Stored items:
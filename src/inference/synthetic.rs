// Copyright (c) 2026 bad-antics
// Licensed under the MIT License. See LICENSE file in the project root.
// https://github.com/bad-antics/vigil-rs

//! Colour-blob backend for demo mode.
//!
//! Reports strongly red regions as `person`, which is what the synthetic
//! frame source draws. Needs no model file and runs on any machine.

use image::RgbImage;

use super::detector::{InferenceBackend, RawDetection};
use super::BoundingBox;
use crate::error::InferenceError;
use crate::stream::Frame;

pub struct SyntheticBackend {
    class_id: usize,
    min_pixels: u32,
}

impl SyntheticBackend {
    pub fn new() -> Self {
        Self {
            class_id: 0,
            min_pixels: 16,
        }
    }

    fn is_marker(pixel: &image::Rgb<u8>) -> bool {
        let [r, g, b] = pixel.0;
        r > 180 && g < 130 && b < 130
    }

    fn find_blob(&self, image: &RgbImage) -> Option<(BoundingBox, f32)> {
        let (mut x0, mut y0, mut x1, mut y1) = (u32::MAX, u32::MAX, 0u32, 0u32);
        let mut count = 0u32;

        for (x, y, pixel) in image.enumerate_pixels() {
            if Self::is_marker(pixel) {
                x0 = x0.min(x);
                y0 = y0.min(y);
                x1 = x1.max(x);
                y1 = y1.max(y);
                count += 1;
            }
        }

        if count < self.min_pixels {
            return None;
        }

        let w = (x1 - x0 + 1) as f32;
        let h = (y1 - y0 + 1) as f32;
        let fill = count as f32 / (w * h);
        Some((BoundingBox::new(x0 as f32, y0 as f32, w, h), 0.5 + 0.45 * fill))
    }
}

impl Default for SyntheticBackend {
    fn default() -> Self {
        Self::new()
    }
}

impl InferenceBackend for SyntheticBackend {
    fn name(&self) -> &str {
        "synthetic"
    }

    fn run(&self, frame: &Frame) -> Result<Vec<RawDetection>, InferenceError> {
        Ok(self
            .find_blob(&frame.image)
            .map(|(bbox, confidence)| RawDetection::new(self.class_id, confidence, bbox))
            .into_iter()
            .collect())
    }
}

#[cfg(test)]
mod tests {
    use super::*;
    use image::Rgb;

    #[test]
    fn test_finds_block() {
        let mut image = RgbImage::from_pixel(40, 30, Rgb([50, 50, 60]));
        for y in 10..20 {
            for x in 5..15 {
                image.put_pixel(x, y, Rgb([220, 80, 60]));
            }
        }

        let out = SyntheticBackend::new().run(&Frame::new("c", image)).unwrap();
        assert_eq!(out.len(), 1);
        assert_eq!(out[0].bbox, BoundingBox::new(5.0, 10.0, 10.0, 10.0));
        assert!((out[0].confidence - 0.95).abs() < 1e-6);
    }

    #[test]
    fn test_empty_scene() {
        let image = RgbImage::from_pixel(40, 30, Rgb([50, 50, 60]));
        assert!(SyntheticBackend::new().run(&Frame::new("c", image)).unwrap().is_empty());
    }
}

§ **TASK DETAILS**
Report how many lines in the records above contain the word "InferenceError", giving only the number.

§ **RESULT OF THE TASK**
2